1. Introduction
Coal is a black sedimentary rock composed predominantly of carbon, with varying proportions of elements such as oxygen, nitrogen, sulfur, and hydrogen. It is classified as a fossil fuel. Coal is formed from plant material over long geological periods under favorable sedimentary conditions that allow for its formation and preservation. It originates from plants that accumulated in wet, low-oxygen environments. Over millions of years, successive layers of organic matter—including plant debris, peat, and decaying vegetation—accumulate in these settings. As these layers continue to build up, they undergo physical and chemical transformations driven by pressure, temperature, and time, ultimately resulting in the formation of coal as a solid fuel [
1,
2].
Plant material accumulates in wetlands or swamp environments during coal formation, where oxygen availability is limited. The lack of oxygen slows the decomposition process, allowing organic matter to accumulate. As layers of organic material deepen, the weight of overlying sediments and water exerts increasing pressure on the lower layers. This pressure, combined with geothermal heat, initiates the transformation of the organic material. Compaction and heat induce physical and chemical changes in the plant matter, gradually converting it into peat. With continued burial and geological processes, peat undergoes further transformation. The expulsion of water, carbon dioxide, and other volatile components results in an increased concentration of carbon, ultimately leading to coal formation. As coalification progresses, peat is transformed into various coal ranks, ranging from lignite to anthracite. These coal ranks differ in carbon content, energy content, and physicochemical properties, which determine their suitability for energy applications [
3,
4].
Based on the degree of carbonization and the nature of the plant precursor, coal can be classified into four distinct types, as illustrated in
Figure 1.
Peat: This represents the earliest stage of coal formation. It is brown, soft, dull, lightweight, and contains clearly visible plant remnants.
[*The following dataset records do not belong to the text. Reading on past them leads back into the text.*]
//! Per-frame command recording with explicit pass-target bookkeeping.
//!
//! wgpu has no global "bound framebuffer" or viewport. `FrameEncoder`
//! tracks the equivalent state so passes that temporarily redirect
//! rendering (shadow maps, the minimap) can save and restore it.

/// Color and depth attachments a frame is rendered into
pub struct FrameTarget<'a> {
    pub color: &'a wgpu::TextureView,
    pub depth: &'a wgpu::TextureView,
    pub width: u32,
    pub height: u32,
}

impl FrameTarget<'_> {
    pub fn aspect_ratio(&self) -> f32 {
        self.width as f32 / self.height.max(1) as f32
    }
}

#[derive(Debug, Clone, Copy, PartialEq)]
pub struct Viewport {
    pub x: f32,
    pub y: f32,
    pub width: f32,
    pub height: f32,
}

impl Viewport {
    /// Viewport covering a whole `width x height` attachment
    pub fn full(width: u32, height: u32) -> Self {
        Self {
            x: 0.0,
            y: 0.0,
            width: width.max(1) as f32,
            height: height.max(1) as f32,
        }
    }

    pub fn apply(&self, pass: &mut wgpu::RenderPass<'_>) {
        pass.set_viewport(self.x, self.y, self.width, self.height, 0.0, 1.0);
    }
}

/// What subsequent passes draw into
#[derive(Debug, Clone, Copy, PartialEq, Eq)]
pub enum PassTarget {
    Surface,
    ShadowMap(usize),
    Minimap,
}

#[derive(Debug, Clone, Copy, PartialEq)]
pub struct PassState {
    pub viewport: Viewport,
    pub target: PassTarget,
}

impl PassState {
    pub fn surface(width: u32, height: u32) -> Self {
        Self {
            viewport: Viewport::full(width, height),
            target: PassTarget::Surface,
        }
    }
}

/// Command encoder for one frame plus the tracked pass state
pub struct FrameEncoder {
    encoder: wgpu::CommandEncoder,
    state: PassState,
    surface_clear_pending: bool,
    clear_color: wgpu::Color,
}

impl FrameEncoder {
    pub fn new(device: &wgpu::Device, target: &FrameTarget<'_>) -> Self {
        let encoder = device.create_command_encoder(&wgpu::CommandEncoderDescriptor {
            label: Some("Frame Encoder"),
        });
        Self {
            encoder,
            state: PassState::surface(target.width, target.height),
            surface_clear_pending: true,
            clear_color: wgpu::Color::BLACK,
        }
    }

    pub fn state(&self) -> PassState {
        self.state
    }

    pub fn set_state(&mut self, state: PassState) {
        self.state = state;
    }

    pub fn set_target(&mut self, target: PassTarget, viewport: Viewport) {
        self.state = PassState { viewport, target };
    }

    pub fn encoder(&mut self) -> &mut wgpu::CommandEncoder {
        &mut self.encoder
    }

    /// The next surface pass clears color to black and depth to far
    pub fn request_surface_clear(&mut self) {
        self.surface_clear_pending = true;
    }

    pub fn surface_clear_pending(&self) -> bool {
        self.surface_clear_pending
    }

    /// Begin a pass on the frame's color + depth attachments.
    ///
    /// Loads the existing contents unless a clear was requested.
    pub fn begin_surface_pass<'a>(
        &'a mut self,
        target: &FrameTarget<'a>,
        label: &str,
    ) -> wgpu::RenderPass<'a> {
        debug_assert_eq!(self.state.target, PassTarget::Surface);
        let clear = std::mem::take(&mut self.surface_clear_pending);
        let (color_load, depth_load) = if clear {
            (wgpu::LoadOp::Clear(self.clear_color), wgpu::LoadOp::Clear(1.0))
        } else {
            (wgpu::LoadOp::Load, wgpu::LoadOp::Load)
        };
        let viewport = self.state.viewport;
        let mut pass = self.encoder.begin_render_pass(&wgpu::RenderPassDescriptor {
            label: Some(label),
            color_attachments: &[Some(wgpu::RenderPassColorAttachment {
                view: target.color,
                resolve_target: None,
                ops: wgpu::Operations {
                    load: color_load,
                    store: wgpu::StoreOp::Store,
                },
            })],
            depth_stencil_attachment: Some(wgpu::RenderPassDepthStencilAttachment {
                view: target.depth,
                depth_ops: Some(wgpu::Operations {
                    load: depth_load,
                    store: wgpu::StoreOp::Store,
                }),
                stencil_ops: None,
            }),
            timestamp_writes: None,
            occlusion_query_set: None,
        });
        viewport.apply(&mut pass);
        pass
    }

    /// Finish recording. A clear still pending is flushed so the surface
    /// never shows stale contents.
    pub fn finish(mut self, target: &FrameTarget<'_>) -> wgpu::CommandBuffer {
        if self.surface_clear_pending {
            let _ = self.begin_surface_pass(target, "Clear Pass");
        }
        self.encoder.finish()
    }
}

#[cfg(test)]
mod tests {
    use super::*;

    #[test]
    fn full_viewport_never_collapses_to_zero() {
        let v = Viewport::full(0, 0);
        assert_eq!((v.width, v.height), (1.0, 1.0));
    }

    #[test]
    fn surface_state_targets_surface() {
        let s = PassState::surface(1600, 900);
        assert_eq!(s.target, PassTarget::Surface);
        assert_eq!(s.viewport, Viewport::full(1600, 900));
    }
}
Lignite: This is a type of coal formed by the compression of peat. It is a crumbly material that still retains some identifiable plant structures. It is typically brown to black in color and exhibits a texture similar to that of the original wood.
Bituminous coal: This is a type of coal composed of organic sedimentary rock with a carbon content of approximately 80–90%. It is stratified, dull to greasy in appearance, hard and brittle, and black in color.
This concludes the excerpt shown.